Introduction:Marathons pose many challenges to event planners. The medical services needed at such events have not received extensive coverage in the literature.Objective:The objective of this study was to document injury patterns and medical usage at a category III mass gathering (a marathon), with the goal of helping event planners organize medical resources for large public gatherings.Methods:Prospectively obtained medical care reports from the five first-aid stations set up along the marathon route were reviewed. Primary and secondary reasons for seeking medical care were categorized. Weather data were obtained, and ambient temperature was recorded.Results:The numbers of finishers were as follows: 4,837 in the marathon (3,099 males, 1,738 females), 814 in the 5K race (362 males, 452 females), and 393 teams in the four-person relay (1,572). Two hundred fifty-one runners sought medical care. The day's temperatures ranged from 39 to 73°F (mean, 56°F). The primary reasons for seeking medical were medication request (26%), musculoskeletal injuries (18%), dehydration (14%), and dermal injuries (11%). Secondary reasons were musculoskeletal injuries (34%), dizziness (19%), dermal injuries (11%), and headaches (9%).
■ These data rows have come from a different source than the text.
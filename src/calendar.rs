use chrono::{Datelike, NaiveDate};


/// Synthetic month ticks are always placed in this year, matching the
/// report tool this replaces. Multi-year inputs therefore collapse onto
/// 2020-labelled ticks; do not generalize without a requirements change.
pub const REFERENCE_YEAR: i32 = 2020;

/// Day-of-month of the synthetic tick, valid in every month.
const TICK_DAY: u32 = 28;


/// The synthetic "end of month" tick date for a month number 1..=12.
pub fn month_end(month: u32) -> NaiveDate {
	NaiveDate::from_ymd_opt(REFERENCE_YEAR, month, TICK_DAY).expect("month out of range")
}

/// Axis label format shared by every chart: two-digit month, four-digit year.
pub fn month_label(date: NaiveDate) -> String {
	date.format("%m-%Y").to_string()
}

/// Maps the distinct calendar months present in the given dates to their
/// synthetic month-end tick dates and labels, in month order.
pub fn month_end_labels<I: IntoIterator<Item = NaiveDate>>(dates: I) -> Vec<(NaiveDate, String)> {
	let mut months: Vec<u32> = dates.into_iter().map(|d| d.month()).collect();
	months.sort_unstable();
	months.dedup();
	months.into_iter().map(|m| {
		let tick = month_end(m);
		let label = month_label(tick);
		(tick, label)
	}).collect()
}


#[cfg(test)]
mod tests {
	use super::*;

	fn date(y: i32, m: u32, d: u32) -> NaiveDate {
		NaiveDate::from_ymd_opt(y, m, d).unwrap()
	}

	#[test]
	fn ticks_cover_each_month_once() {
		let dates = (0..15).map(|i| date(2020, 1, 22) + chrono::Duration::days(i));
		let ticks = month_end_labels(dates);
		assert_eq!(ticks, vec![
			(date(2020, 1, 28), "01-2020".to_string()),
			(date(2020, 2, 28), "02-2020".to_string()),
		]);
	}

	#[test]
	fn tick_day_ignores_actual_month_length() {
		assert_eq!(month_end(2), date(2020, 2, 28));
		assert_eq!(month_end(12), date(2020, 12, 28));
	}

	#[test]
	fn labels_use_month_dash_year() {
		assert_eq!(month_label(date(2020, 3, 28)), "03-2020");
	}
}
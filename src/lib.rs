use chrono::{NaiveDate, Utc};

mod calendar;
mod dataset;
mod error;
mod fetch;
mod geo;
mod ioutil;
mod jhu;
mod plot;
mod progress;
mod timeseries;

pub use calendar::*;
pub use dataset::*;
pub use error::*;
pub use fetch::*;
pub use geo::*;
pub use ioutil::*;
pub use jhu::*;
pub use plot::*;
pub use progress::*;
pub use timeseries::*;


pub fn naive_today() -> NaiveDate {
	Utc::now().date_naive()
}

/// First date column of the upstream tables since their initial publication.
pub fn global_start_date() -> NaiveDate {
	NaiveDate::from_ymd_opt(2020, 1, 22).expect("hardcoded date")
}
//! Playback statistics
//!
//! Counters for the transient conditions the driver tolerates (clamped
//! targets, estimator stalls, skipped frames, underruns) plus buffer health.
//! None of these stop the stream; they are logged and counted here.

use serde::Serialize;
use std::time::{Duration, Instant};
use tracing::debug;

/// Cumulative counters for one stream
#[derive(Debug, Clone, Copy, Default, PartialEq, Serialize)]
pub struct PlaybackStats {
    /// Frames run
    pub frames: u64,
    /// Bytes synthesized and committed to the ring
    pub bytes_written: u64,
    /// Frames whose write target exceeded the ring and was clamped
    pub clamped_targets: u64,
    /// Estimator measurements dropped because the play cursor lapped the ring
    pub stalls: u64,
    /// Frames that wrote nothing because the ring already held the full look-ahead
    pub skipped_frames: u64,
    /// Frames where playback had overtaken the writer and the write cursor jumped ahead
    pub writer_resyncs: u64,
    /// Callbacks that ran past the written data
    pub underrun_count: u64,
    /// Bytes played that had not been written
    pub underrun_bytes: u64,
    /// Unread bytes at the end of the last frame (negative after an underrun)
    pub unread_bytes: i64,
    /// Smallest unread byte count seen after a write
    pub unread_bytes_min: i64,
    /// Largest unread byte count seen after a write
    pub unread_bytes_max: i64,
    /// Duration of the last paced frame, in microseconds
    pub last_frame_us: u64,
    /// Longest paced frame, in microseconds
    pub max_frame_us: u64,
}

impl PlaybackStats {
    /// Record buffer fill after a frame's write
    pub fn record_fill(&mut self, unread_bytes: i64) {
        if self.frames <= 1 {
            self.unread_bytes_min = unread_bytes;
            self.unread_bytes_max = unread_bytes;
        } else {
            self.unread_bytes_min = self.unread_bytes_min.min(unread_bytes);
            self.unread_bytes_max = self.unread_bytes_max.max(unread_bytes);
        }
        self.unread_bytes = unread_bytes;
    }

    /// Record the measured duration of a paced frame
    pub fn record_frame_time(&mut self, frame_time: Duration) {
        let us = frame_time.as_micros() as u64;
        self.last_frame_us = us;
        self.max_frame_us = self.max_frame_us.max(us);
    }

    /// Buffer fill as a percentage of `capacity` bytes
    pub fn fill_percentage(&self, capacity: usize) -> f32 {
        if capacity == 0 {
            return 0.0;
        }
        (self.unread_bytes.max(0) as f32 / capacity as f32) * 100.0
    }
}

/// Emits a stats line at most once per interval
#[derive(Debug, Clone)]
pub struct StatsLogger {
    interval: Duration,
    last_log_time: Instant,
    last: PlaybackStats,
}

impl StatsLogger {
    /// Start a logger whose first line is due one `interval` after `now`
    pub fn new(now: Instant, interval: Duration) -> Self {
        StatsLogger {
            interval,
            last_log_time: now,
            last: PlaybackStats::default(),
        }
    }

    /// Log per-interval deltas if enough time has passed; returns whether it logged.
    pub fn maybe_log(&mut self, now: Instant, stats: &PlaybackStats, capacity: usize) -> bool {
        if now.saturating_duration_since(self.last_log_time) < self.interval {
            return false;
        }

        debug!(
            "stream stats: buf={:.1}% (min={}, max={}), frames={}, bytes={}, underruns={} ({} bytes), \
             clamped={}, stalls={}, skipped={}, resyncs={}, frame={}us (max {}us)",
            stats.fill_percentage(capacity),
            stats.unread_bytes_min,
            stats.unread_bytes_max,
            stats.frames - self.last.frames,
            stats.bytes_written - self.last.bytes_written,
            stats.underrun_count - self.last.underrun_count,
            stats.underrun_bytes - self.last.underrun_bytes,
            stats.clamped_targets - self.last.clamped_targets,
            stats.stalls - self.last.stalls,
            stats.skipped_frames - self.last.skipped_frames,
            stats.writer_resyncs - self.last.writer_resyncs,
            stats.last_frame_us,
            stats.max_frame_us,
        );

        self.last = *stats;
        self.last_log_time = now;
        true
    }
}
//! Simulated audio device
//!
//! A background thread that behaves like a hardware callback: every callback
//! period it asks the consumer for one callback's worth of bytes. Used when no
//! sound card is available and to exercise the transport under real
//! concurrency.

use super::{AudioOutput, CallbackConsumer, NegotiatedFormat};
use crate::{Result, StreamError};
use parking_lot::Mutex;
use std::sync::atomic::{AtomicBool, AtomicU64, Ordering};
use std::sync::Arc;
use std::thread::{self, JoinHandle};
use std::time::Instant;
use tracing::{debug, error};

/// Output that drains the ring from a timer thread
pub struct SimulatedOutput {
    format: NegotiatedFormat,
    running: Arc<AtomicBool>,
    callbacks: Arc<AtomicU64>,
    underruns: Arc<AtomicU64>,
    capture: Option<Arc<Mutex<Vec<u8>>>>,
    handle: Option<JoinHandle<()>>,
}

impl SimulatedOutput {
    /// Create a stopped output running at `format`
    pub fn new(format: NegotiatedFormat) -> Self {
        SimulatedOutput {
            format,
            running: Arc::new(AtomicBool::new(false)),
            callbacks: Arc::new(AtomicU64::new(0)),
            underruns: Arc::new(AtomicU64::new(0)),
            capture: None,
            handle: None,
        }
    }

    /// Also keep a copy of every byte played; read it back with [`SimulatedOutput::captured`]
    pub fn with_capture(mut self) -> Self {
        self.capture = Some(Arc::new(Mutex::new(Vec::new())));
        self
    }

    /// Whether the callback thread is running
    pub fn is_running(&self) -> bool {
        self.running.load(Ordering::Relaxed)
    }

    /// Callbacks issued so far
    pub fn callbacks(&self) -> u64 {
        self.callbacks.load(Ordering::Relaxed)
    }

    /// Callbacks the consumer reported as underruns
    pub fn underruns(&self) -> u64 {
        self.underruns.load(Ordering::Relaxed)
    }

    /// Shared handle to the captured bytes, if capture is enabled
    pub fn captured(&self) -> Option<Arc<Mutex<Vec<u8>>>> {
        self.capture.clone()
    }
}

impl AudioOutput for SimulatedOutput {
    fn negotiated_format(&self) -> NegotiatedFormat {
        self.format
    }

    fn start(&mut self, consumer: CallbackConsumer) -> Result<()> {
        if self.handle.is_some() {
            return Err(StreamError::AudioDeviceError(
                "Simulated output already started".into(),
            ));
        }

        let period = self.format.callback_period();
        let mut chunk = vec![0u8; self.format.callback_bytes()];
        let running = Arc::clone(&self.running);
        let callbacks = Arc::clone(&self.callbacks);
        let underruns = Arc::clone(&self.underruns);
        let capture = self.capture.clone();

        running.store(true, Ordering::SeqCst);
        let handle = thread::Builder::new()
            .name("audio-sim".into())
            .spawn(move || {
                let mut deadline = Instant::now();
                while running.load(Ordering::Relaxed) {
                    if consumer.consume(&mut chunk) {
                        underruns.fetch_add(1, Ordering::Relaxed);
                    }
                    if let Some(capture) = &capture {
                        capture.lock().extend_from_slice(&chunk);
                    }
                    callbacks.fetch_add(1, Ordering::Relaxed);

                    // Schedule against absolute deadlines so sleep overshoot doesn't accumulate
                    deadline += period;
                    let now = Instant::now();
                    if deadline > now {
                        thread::sleep(deadline - now);
                    }
                }
            });

        match handle {
            Ok(handle) => {
                self.handle = Some(handle);
                debug!("Simulated output started ({})", self.format);
                Ok(())
            }
            Err(e) => {
                self.running.store(false, Ordering::SeqCst);
                Err(e.into())
            }
        }
    }

    fn stop(&mut self) {
        self.running.store(false, Ordering::SeqCst);
        if let Some(handle) = self.handle.take() {
            if handle.join().is_err() {
                error!("Simulated output thread panicked");
            }
            debug!("Simulated output stopped after {} callbacks", self.callbacks());
        }
    }
}

impl Drop for SimulatedOutput {
    fn drop(&mut self) {
        self.stop();
    }
}
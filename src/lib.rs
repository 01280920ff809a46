//! Frame-paced audio streaming
//!
//! Keeps a simulation loop running at a fixed frame rate in step with an audio
//! device that drains samples on its own clock. The two meet in a lock-protected
//! ring buffer:
//! - the device callback drains whatever length it wants from the play cursor
//! - once per frame the driver measures how far the play cursor moved, estimates
//!   how much the device consumes per frame, and writes just enough audio to stay
//!   about two frames ahead
//! - a sleep-then-spin pacer holds each frame to its target duration
//!
//! # Crate feature flags
//! - `streaming` (default): cpal-backed [`streaming::AudioDevice`] for the default sound card
//!
//! # Quick start
//! ```no_run
//! # #[cfg(feature = "streaming")]
//! # {
//! use frame_audio::{StreamConfig, StreamingDriver};
//!
//! let config = StreamConfig::default();
//! let mut driver = StreamingDriver::open_default(config).unwrap();
//! for _ in 0..600 {
//!     driver.run_one_frame(&mut |buf: &mut [u8]| buf.fill(0));
//! }
//! let stats = driver.shutdown();
//! println!("{} underruns", stats.underrun_count);
//! # }
//! ```
//!
//! ## Headless
//! ```
//! use frame_audio::streaming::{NegotiatedFormat, SimulatedOutput};
//! use frame_audio::{StreamConfig, StreamingDriver};
//!
//! let config = StreamConfig::default();
//! let output = SimulatedOutput::new(NegotiatedFormat::from_config(&config));
//! let mut driver = StreamingDriver::initialize(config, Box::new(output)).unwrap();
//! driver.run_one_frame(&mut |buf: &mut [u8]| buf.fill(0));
//! driver.shutdown();
//! ```

#![warn(missing_docs)]

pub mod config; // Stream Configuration
pub mod driver; // Per-Frame Orchestration
pub mod streaming; // Ring Buffer, Transport & Outputs
pub mod sync; // Latency Estimation & Write Target
pub mod timing; // Clocks & Frame Pacing

/// Error types for audio streaming
#[derive(thiserror::Error, Debug)]
pub enum StreamError {
    /// Audio device could not be opened, built or started
    #[error("Audio device error: {0}")]
    AudioDeviceError(String),

    /// Output runs at a different format than the stream was configured for
    #[error("Audio format mismatch: expected {expected}, got {actual}")]
    FormatMismatch {
        /// Format the stream was configured for
        expected: String,
        /// Format the output offered
        actual: String,
    },

    /// Invalid configuration
    #[error("Invalid configuration: {0}")]
    ConfigError(String),

    /// IO error from filesystem or thread spawning
    #[error("IO error: {0}")]
    Io(#[from] std::io::Error),

    /// Malformed configuration file
    #[error("JSON error: {0}")]
    Json(#[from] serde_json::Error),

    /// Generic error
    #[error("{0}")]
    Other(String),
}

impl From<String> for StreamError {
    /// Converts a String into `StreamError::Other`.
    ///
    /// Prefer a specific variant (`ConfigError`, `AudioDeviceError`) where one applies.
    fn from(msg: String) -> Self {
        StreamError::Other(msg)
    }
}

impl From<&str> for StreamError {
    /// Converts a string slice into `StreamError::Other`.
    fn from(msg: &str) -> Self {
        StreamError::Other(msg.to_string())
    }
}

/// Result type for streaming operations
pub type Result<T> = std::result::Result<T, StreamError>;

// Public API exports
pub use config::StreamConfig;
pub use driver::{FrameReport, StreamingDriver, Synthesizer};
#[cfg(feature = "streaming")]
pub use streaming::AudioDevice;
pub use streaming::{
    AudioOutput, CallbackConsumer, NegotiatedFormat, PlaybackStats, RingBuffer, SharedRing,
    SimulatedOutput,
};
pub use sync::LatencyEstimator;
pub use timing::{Clock, FramePacer, SystemClock};

#[cfg(test)]
mod tests {
    use super::*;

    #[test]
    fn test_error_display() {
        let err = StreamError::FormatMismatch {
            expected: "48000 Hz".into(),
            actual: "44100 Hz".into(),
        };
        assert_eq!(
            err.to_string(),
            "Audio format mismatch: expected 48000 Hz, got 44100 Hz"
        );
        let err: StreamError = "boom".into();
        assert!(matches!(err, StreamError::Other(ref m) if m == "boom"));
    }
}
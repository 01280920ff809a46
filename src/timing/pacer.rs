//! Fixed-cadence frame pacing
//!
//! OS sleeps are coarse and may overshoot, so the pacer sleeps only while more
//! than `spin_threshold` of the frame remains and busy-waits the rest. The next
//! frame is measured from the instant the wait ended, so a late frame does not
//! shift every following frame.

use super::clock::{Clock, SystemClock};
use std::time::{Duration, Instant};

/// Remaining time below which the pacer spins instead of sleeping
pub const DEFAULT_SPIN_THRESHOLD: Duration = Duration::from_micros(1100);

/// Holds the simulation loop to a fixed frame period
#[derive(Debug)]
pub struct FramePacer<C: Clock = SystemClock> {
    clock: C,
    frame_start: Instant,
    target: Duration,
    spin_threshold: Duration,
    last_frame_time: Duration,
}

impl FramePacer<SystemClock> {
    /// Pacer on the wall clock with the default spin threshold
    pub fn with_system_clock(target_hz: f64) -> Self {
        FramePacer::new(SystemClock, target_hz, DEFAULT_SPIN_THRESHOLD)
    }
}

impl<C: Clock> FramePacer<C> {
    /// Create a pacer for `target_hz` frames per second; the first frame starts now.
    ///
    /// # Panics
    ///
    /// Panics if `target_hz` is not a positive finite number.
    pub fn new(clock: C, target_hz: f64, spin_threshold: Duration) -> Self {
        assert!(
            target_hz.is_finite() && target_hz > 0.0,
            "frame rate must be positive, got {target_hz}"
        );
        let target = Duration::from_secs_f64(1.0 / target_hz);
        let frame_start = clock.now();
        FramePacer {
            clock,
            frame_start,
            target,
            spin_threshold,
            last_frame_time: Duration::ZERO,
        }
    }

    /// Target frame period
    pub fn target(&self) -> Duration {
        self.target
    }

    /// When the current frame started
    pub fn frame_start(&self) -> Instant {
        self.frame_start
    }

    /// Measured duration of the last completed frame
    pub fn last_frame_time(&self) -> Duration {
        self.last_frame_time
    }

    /// Block until the target period has elapsed since the frame started.
    pub fn pace(&mut self) {
        loop {
            let elapsed = self.clock.now().saturating_duration_since(self.frame_start);
            if elapsed >= self.target {
                break;
            }
            let remaining = self.target - elapsed;
            if remaining > self.spin_threshold {
                self.clock.sleep(remaining - self.spin_threshold);
            } else {
                std::hint::spin_loop();
            }
        }

        let frame_end = self.clock.now();
        self.last_frame_time = frame_end.saturating_duration_since(self.frame_start);
        self.frame_start = frame_end;
    }
}

#[cfg(test)]
mod tests {
    use super::*;
    use crate::timing::clock::ManualClock;

    const TICK: Duration = Duration::from_micros(10);

    #[test]
    fn test_pace_holds_target_on_virtual_clock() {
        let clock = ManualClock::new(TICK);
        let mut pacer = FramePacer::new(clock.clone(), 60.0, DEFAULT_SPIN_THRESHOLD);

        for _ in 0..10 {
            clock.advance(Duration::from_millis(2));
            pacer.pace();
            let frame = pacer.last_frame_time();
            assert!(frame >= pacer.target());
            assert!(frame < pacer.target() + Duration::from_micros(50));
        }
    }

    #[test]
    fn test_slow_frame_does_not_wait() {
        let clock = ManualClock::new(TICK);
        let mut pacer = FramePacer::new(clock.clone(), 60.0, DEFAULT_SPIN_THRESHOLD);

        clock.advance(Duration::from_millis(25));
        let before = clock.elapsed();
        pacer.pace();
        // Only the readings inside pace() moved the clock
        assert!(clock.elapsed() - before < Duration::from_micros(50));
        assert!(pacer.last_frame_time() >= Duration::from_millis(25));
    }

    #[test]
    fn test_frame_start_chains_without_drift() {
        let clock = ManualClock::new(TICK);
        let mut pacer = FramePacer::new(clock.clone(), 100.0, DEFAULT_SPIN_THRESHOLD);
        let start = pacer.frame_start();

        for _ in 0..100 {
            pacer.pace();
        }

        // 100 frames of 10ms, plus at most a few ticks of overshoot each
        let total = pacer.frame_start() - start;
        assert!(total >= Duration::from_secs(1));
        assert!(total < Duration::from_secs(1) + Duration::from_millis(5));
    }

    #[test]
    #[should_panic(expected = "frame rate must be positive")]
    fn test_zero_rate_panics() {
        let _ = FramePacer::new(ManualClock::new(TICK), 0.0, DEFAULT_SPIN_THRESHOLD);
    }

    #[test]
    fn test_pace_on_system_clock() {
        let mut pacer = FramePacer::with_system_clock(60.0);
        let mut iterations = Vec::new();

        for _ in 0..6 {
            let start = Instant::now();
            std::thread::sleep(Duration::from_millis(2));
            pacer.pace();
            iterations.push(start.elapsed());
        }

        // First iteration includes setup time before the loop started
        for frame in &iterations[1..] {
            assert!(*frame >= Duration::from_micros(16_500), "frame too short: {frame:?}");
        }
        iterations.sort();
        let median = iterations[iterations.len() / 2];
        assert!(median < Duration::from_millis(18), "median frame too long: {median:?}");
    }
}
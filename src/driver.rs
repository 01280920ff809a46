//! Streaming driver
//!
//! Owns the ring, the estimator and the pacer, and runs the per-frame sequence:
//!
//! 1. snapshot the play cursor
//! 2. update the latency estimator
//! 3. compute the write target
//! 4. reserve the regions up to the target (lock held for cursor reads only)
//! 5. synthesize into the scratch buffer (lock released)
//! 6. publish the scratch bytes and commit (lock held for the copy)
//! 7. pace the frame
//!
//! Shutdown stops the output before the ring goes away, so no callback can run
//! against freed storage.

use crate::config::StreamConfig;
use crate::streaming::{
    AudioOutput, NegotiatedFormat, PlayPosition, PlaybackStats, RingSnapshot, SharedRing,
    StatsLogger,
};
use crate::sync::{compute_target, EstimatorUpdate, LatencyEstimator, TargetParams, WriteTarget};
use crate::timing::{Clock, FramePacer, SystemClock};
use crate::{Result, StreamError};
use std::time::Duration;
use tracing::{debug, error, info, warn};

/// Produces audio bytes for the driver.
///
/// Must fill exactly `buffer.len()` bytes of interleaved signed 16-bit PCM and
/// keep its own phase between calls so consecutive buffers join up.
pub trait Synthesizer {
    /// Fill `buffer` completely
    fn fill(&mut self, buffer: &mut [u8]);
}

impl<F: FnMut(&mut [u8])> Synthesizer for F {
    fn fill(&mut self, buffer: &mut [u8]) {
        self(buffer)
    }
}

/// What one call to [`StreamingDriver::run_one_frame`] did
#[derive(Debug, Clone, Copy, PartialEq)]
pub struct FrameReport {
    /// Play cursor the target was anchored at
    pub play_position: PlayPosition,
    /// Estimator measurements for this frame
    pub estimate: EstimatorUpdate,
    /// Write target for this frame
    pub target: WriteTarget,
    /// Bytes synthesized and committed
    pub bytes_written: usize,
    /// The ring already held the full look-ahead; nothing was written
    pub skipped: bool,
    /// Underruns the consumer reported since the previous frame
    pub new_underruns: u64,
    /// Measured duration of this frame
    pub frame_time: Duration,
}

/// Frame-paced producer for one audio stream
pub struct StreamingDriver<C: Clock = SystemClock> {
    config: StreamConfig,
    ring: SharedRing,
    output: Box<dyn AudioOutput>,
    estimator: LatencyEstimator,
    params: TargetParams,
    pacer: FramePacer<C>,
    scratch: Vec<u8>,
    frame_start_position: PlayPosition,
    stats: PlaybackStats,
    stats_logger: StatsLogger,
    stopped: bool,
}

impl StreamingDriver<SystemClock> {
    /// Start streaming to `output`, paced by the wall clock.
    ///
    /// # Errors
    ///
    /// - [`StreamError::ConfigError`] if the configuration is invalid
    /// - [`StreamError::FormatMismatch`] if the output runs at a different format
    /// - whatever the output's `start` returns
    pub fn initialize(config: StreamConfig, output: Box<dyn AudioOutput>) -> Result<Self> {
        Self::initialize_with_clock(config, output, SystemClock)
    }

    /// Open the default sound card and start streaming to it.
    #[cfg(feature = "streaming")]
    pub fn open_default(config: StreamConfig) -> Result<Self> {
        let device = crate::streaming::AudioDevice::open_default(&config)?;
        Self::initialize(config, Box::new(device))
    }
}

impl<C: Clock> StreamingDriver<C> {
    /// Start streaming to `output`, paced by `clock`.
    pub fn initialize_with_clock(
        config: StreamConfig,
        mut output: Box<dyn AudioOutput>,
        clock: C,
    ) -> Result<Self> {
        config.validate()?;

        let expected = NegotiatedFormat::from_config(&config);
        let actual = output.negotiated_format();
        if actual != expected {
            error!("Audio output format {} does not match {}", actual, expected);
            return Err(StreamError::FormatMismatch {
                expected: expected.to_string(),
                actual: actual.to_string(),
            });
        }

        let stride = config.stride();
        let ring = SharedRing::new(config.capacity_bytes, stride)?;
        let scratch = vec![0u8; config.capacity_bytes];
        let estimator = LatencyEstimator::new(
            config.estimator_window,
            config.capacity_samples(),
            config.samples_per_frame(),
        );
        let params = TargetParams {
            capacity_bytes: config.capacity_bytes,
            stride,
            callback_samples: config.callback_frames as usize,
        };

        output.start(ring.consumer())?;

        let pacer = FramePacer::new(clock, config.target_frame_rate, config.spin_threshold());
        let stats_logger = StatsLogger::new(pacer.frame_start(), Duration::from_secs(1));
        let frame_start_position = ring.play_position();

        info!(
            "Streaming started: {}, ring {} bytes ({:.0} ms), {} fps",
            expected,
            config.capacity_bytes,
            config.latency_ms(),
            config.target_frame_rate
        );

        Ok(StreamingDriver {
            config,
            ring,
            output,
            estimator,
            params,
            pacer,
            scratch,
            frame_start_position,
            stats: PlaybackStats::default(),
            stats_logger,
            stopped: false,
        })
    }

    /// Run one simulation frame: top up the ring to the write target, then wait out the frame.
    pub fn run_one_frame<S: Synthesizer + ?Sized>(&mut self, synth: &mut S) -> FrameReport {
        self.stats.frames += 1;

        let current = self.ring.play_position();
        let estimate = self.estimator.update(self.frame_start_position, current);
        if estimate.stalled() {
            self.stats.stalls = self.estimator.stalls();
            warn!(
                "Play cursor lapped the ring between measurements (frame {}); estimate not updated",
                self.stats.frames
            );
        }

        let target = compute_target(
            self.estimator.avg_samples_per_frame(),
            self.estimator.avg_samples_since_frame_start(),
            current.sample,
            &self.params,
        );
        if target.clamped {
            self.stats.clamped_targets += 1;
            warn!(
                "Write target of {:.0} samples exceeds the ring; clamped to {}",
                target.raw_samples_ahead, target.samples_ahead
            );
        }

        let reservation = self.ring.reserve(target.index);
        if reservation.skipped_bytes > 0 {
            self.stats.writer_resyncs += 1;
            warn!(
                "Playback overtook the writer by {} bytes; resuming at the play cursor",
                reservation.skipped_bytes
            );
        }
        let anchor_bytes = current.total_samples * self.params.stride as u64;
        let lead = reservation.written_total as i64 - anchor_bytes as i64;

        let skipped = lead >= target.bytes_ahead as i64;
        let bytes_written = if skipped {
            self.stats.skipped_frames += 1;
            debug!(
                "Ring already {} bytes ahead of a {}-byte target; skipping write",
                lead, target.bytes_ahead
            );
            0
        } else {
            let len = reservation.regions.len();
            let buffer = &mut self.scratch[..len];
            synth.fill(buffer);
            self.ring.publish(&reservation.regions, buffer);
            len
        };
        self.stats.bytes_written += bytes_written as u64;

        let snapshot = self.ring.snapshot();
        let new_underruns = snapshot.underrun_count - self.stats.underrun_count;
        if new_underruns > 0 {
            warn!(
                "Audio underrun: {} callback(s) played {} unwritten bytes",
                new_underruns,
                snapshot.underrun_bytes - self.stats.underrun_bytes
            );
        }
        self.stats.underrun_count = snapshot.underrun_count;
        self.stats.underrun_bytes = snapshot.underrun_bytes;
        self.stats.record_fill(snapshot.unread_bytes());

        self.pacer.pace();
        let frame_time = self.pacer.last_frame_time();
        self.stats.record_frame_time(frame_time);
        self.frame_start_position = self.ring.play_position();

        self.stats_logger
            .maybe_log(self.pacer.frame_start(), &self.stats, self.params.capacity_bytes);

        FrameReport {
            play_position: current,
            estimate,
            target,
            bytes_written,
            skipped,
            new_underruns,
            frame_time,
        }
    }

    /// Stop the output, then release the ring. Returns the final statistics.
    pub fn shutdown(mut self) -> PlaybackStats {
        self.stop_output();
        let snapshot = self.ring.snapshot();
        self.stats.underrun_count = snapshot.underrun_count;
        self.stats.underrun_bytes = snapshot.underrun_bytes;
        self.stats.unread_bytes = snapshot.unread_bytes();
        info!(
            "Streaming stopped after {} frames ({} bytes, {} underruns)",
            self.stats.frames, self.stats.bytes_written, self.stats.underrun_count
        );
        self.stats
    }

    fn stop_output(&mut self) {
        if !self.stopped {
            self.output.stop();
            self.stopped = true;
        }
    }

    /// Stream configuration
    pub fn config(&self) -> &StreamConfig {
        &self.config
    }

    /// Statistics so far
    pub fn stats(&self) -> &PlaybackStats {
        &self.stats
    }

    /// Latency estimator state
    pub fn estimator(&self) -> &LatencyEstimator {
        &self.estimator
    }

    /// Current ring cursors and counters
    pub fn ring(&self) -> RingSnapshot {
        self.ring.snapshot()
    }

    /// Frame pacer
    pub fn pacer(&self) -> &FramePacer<C> {
        &self.pacer
    }

    /// Audio queued ahead of the play cursor, in milliseconds
    pub fn latency_ms(&self) -> f32 {
        let unread = self.ring.snapshot().unread_bytes().max(0) as f32;
        unread / self.params.stride as f32 / self.config.sample_rate as f32 * 1000.0
    }
}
Treatment times ranged from 3 to 25.5 minutes and lengthened as the day progressed. Two-thirds of those who sought medical care did so at the end of the race. The majority of runners who sought medical attention had not run a marathon before.Conclusions:Marathon planners should allocate medical resources in favor of the halfway point and the final first-aid station. Resources and medical staff should be moved from the earlier tents to further augment the later first-aid stations before the majority of racers reach the middle- and later-distance stations.